[[ Task input, beginning ]]
//! Task CRUD handlers.

use crate::auth::ports::UserRepository;
use crate::http::{ApiError, AppState, Authenticated};
use crate::task::{
    domain::{Task, TaskDraft, TaskId, TaskPatch},
    ports::TaskRepository,
    services::TaskServiceError,
};
use axum::Json;
use axum::extract::rejection::JsonRejection;
use axum::extract::{Path, State};
use axum::http::StatusCode;
use axum::response::{IntoResponse, Response};
use mockable::Clock;
use serde_json::{Value, json};

/// Creates a task. Non-admins always create tasks assigned to themselves.
///
/// # Errors
///
/// Returns `400` when the draft is invalid.
pub async fn create<T, U, C>(
    State(state): State<AppState<T, U, C>>,
    Authenticated(principal): Authenticated,
    payload: Result<Json<TaskDraft>, JsonRejection>,
) -> Result<(StatusCode, Json<Task>), ApiError>
where
    T: TaskRepository,
    U: UserRepository,
    C: Clock + Send + Sync,
{
    let Json(draft) = payload?;
    let task = state.tasks.create(draft, &principal).await?;
    Ok((StatusCode::CREATED, Json(task)))
}

/// Lists the tasks visible to the caller, or `204` when no task has ever
/// been stored.
///
/// # Errors
///
/// Returns `500` when storage fails.
pub async fn list<T, U, C>(
    State(state): State<AppState<T, U, C>>,
    Authenticated(principal): Authenticated,
) -> Result<Response, ApiError>
where
    T: TaskRepository,
    U: UserRepository,
    C: Clock + Send + Sync,
{
    match state.tasks.fetch_all(&principal).await {
        Ok(tasks) => Ok(Json(tasks).into_response()),
        Err(TaskServiceError::NotFound) => Ok(StatusCode::NO_CONTENT.into_response()),
        Err(err) => Err(err.into()),
    }
}

/// Returns one task.
///
/// # Errors
///
/// Returns `404` when the task is missing and `403` when the caller may not
/// see it.
pub async fn fetch<T, U, C>(
    State(state): State<AppState<T, U, C>>,
    Authenticated(principal): Authenticated,
    Path(id): Path<String>,
) -> Result<Json<Task>, ApiError>
where
    T: TaskRepository,
    U: UserRepository,
    C: Clock + Send + Sync,
{
    let task = state
        .tasks
        .fetch_by_id(&TaskId::new(id), &principal)
        .await?;
    Ok(Json(task))
}

/// Applies a partial update to a task.
///
/// # Errors
///
/// Returns `404`, `403`, or `400` for a missing task, a denied caller, or a
/// merged task that fails validation.
pub async fn update<T, U, C>(
    State(state): State<AppState<T, U, C>>,
    Authenticated(principal): Authenticated,
    Path(id): Path<String>,
    payload: Result<Json<TaskPatch>, JsonRejection>,
) -> Result<Json<Task>, ApiError>
where
    T: TaskRepository,
    U: UserRepository,
    C: Clock + Send + Sync,
{
    let Json(patch) = payload?;
    let task = state
        .tasks
        .update(&TaskId::new(id), patch, &principal)
        .await?;
    Ok(Json(task))
}

/// Deletes a task. Restricted to admins.
///
/// # Errors
///
/// Returns `403` for non-admin callers and `404` when the task is missing.
pub async fn remove<T, U, C>(
    State(state): State<AppState<T, U, C>>,
    Authenticated(principal): Authenticated,
    Path(id): Path<String>,
) -> Result<Json<Value>, ApiError>
where
    T: TaskRepository,
    U: UserRepository,
    C: Clock + Send + Sync,
{
    if !principal.is_admin() {
        return Err(ApiError::Forbidden);
    }
    state.tasks.delete(&TaskId::new(id), &principal).await?;
    Ok(Json(json!({ "message": "Task deleted successfully" })))
}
[[ Task input, end ]]
- _Try it_
For every entry above, write out an exact copy.

- _Response to this exercise_
//! Task CRUD handlers.

use crate::auth::ports::UserRepository;
use crate::http::{ApiError, AppState, Authenticated};
use crate::task::{
    domain::{Task, TaskDraft, TaskId, TaskPatch},
    ports::TaskRepository,
    services::TaskServiceError,
};
use axum::Json;
use axum::extract::rejection::JsonRejection;
use axum::extract::{Path, State};
use axum::http::StatusCode;
use axum::response::{IntoResponse, Response};
use mockable::Clock;
use serde_json::{Value, json};

/// Creates a task. Non-admins always create tasks assigned to themselves.
///
/// # Errors
///
/// Returns `400` when the draft is invalid.
pub async fn create<T, U, C>(
    State(state): State<AppState<T, U, C>>,
    Authenticated(principal): Authenticated,
    payload: Result<Json<TaskDraft>, JsonRejection>,
) -> Result<(StatusCode, Json<Task>), ApiError>
where
    T: TaskRepository,
    U: UserRepository,
    C: Clock + Send + Sync,
{
    let Json(draft) = payload?;
    let task = state.tasks.create(draft, &principal).await?;
    Ok((StatusCode::CREATED, Json(task)))
}

/// Lists the tasks visible to the caller, or `204` when no task has ever
/// been stored.
///
/// # Errors
///
/// Returns `500` when storage fails.
pub async fn list<T, U, C>(
    State(state): State<AppState<T, U, C>>,
    Authenticated(principal): Authenticated,
) -> Result<Response, ApiError>
where
    T: TaskRepository,
    U: UserRepository,
    C: Clock + Send + Sync,
{
    match state.tasks.fetch_all(&principal).await {
        Ok(tasks) => Ok(Json(tasks).into_response()),
        Err(TaskServiceError::NotFound) => Ok(StatusCode::NO_CONTENT.into_response()),
        Err(err) => Err(err.into()),
    }
}

/// Returns one task.
///
/// # Errors
///
/// Returns `404` when the task is missing and `403` when the caller may not
/// see it.
pub async fn fetch<T, U, C>(
    State(state): State<AppState<T, U, C>>,
    Authenticated(principal): Authenticated,
    Path(id): Path<String>,
) -> Result<Json<Task>, ApiError>
where
    T: TaskRepository,
    U: UserRepository,
    C: Clock + Send + Sync,
{
    let task = state
        .tasks
        .fetch_by_id(&TaskId::new(id), &principal)
        .await?;
    Ok(Json(task))
}

/// Applies a partial update to a task.
///
/// # Errors
///
/// Returns `404`, `403`, or `400` for a missing task, a denied caller, or a
/// merged task that fails validation.
pub async fn update<T, U, C>(
    State(state): State<AppState<T, U, C>>,
    Authenticated(principal): Authenticated,
    Path(id): Path<String>,
    payload: Result<Json<TaskPatch>, JsonRejection>,
) -> Result<Json<Task>, ApiError>
where
    T: TaskRepository,
    U: UserRepository,
    C: Clock + Send + Sync,
{
    let Json(patch) = payload?;
    let task = state
        .tasks
        .update(&TaskId::new(id), patch, &principal)
        .await?;
    Ok(Json(task))
}

/// Deletes a task. Restricted to admins.
///
/// # Errors
///
/// Returns `403` for non-admin callers and `404` when the task is missing.
pub async fn remove<T, U, C>(
    State(state): State<AppState<T, U, C>>,
    Authenticated(principal): Authenticated,
    Path(id): Path<String>,
) -> Result<Json<Value>, ApiError>
where
    T: TaskRepository,
    U: UserRepository,
    C: Clock + Send + Sync,
{
    if !principal.is_admin() {
        return Err(ApiError::Forbidden);
    }
    state.tasks.delete(&TaskId::new(id), &principal).await?;
    Ok(Json(json!({ "message": "Task deleted successfully" })))
}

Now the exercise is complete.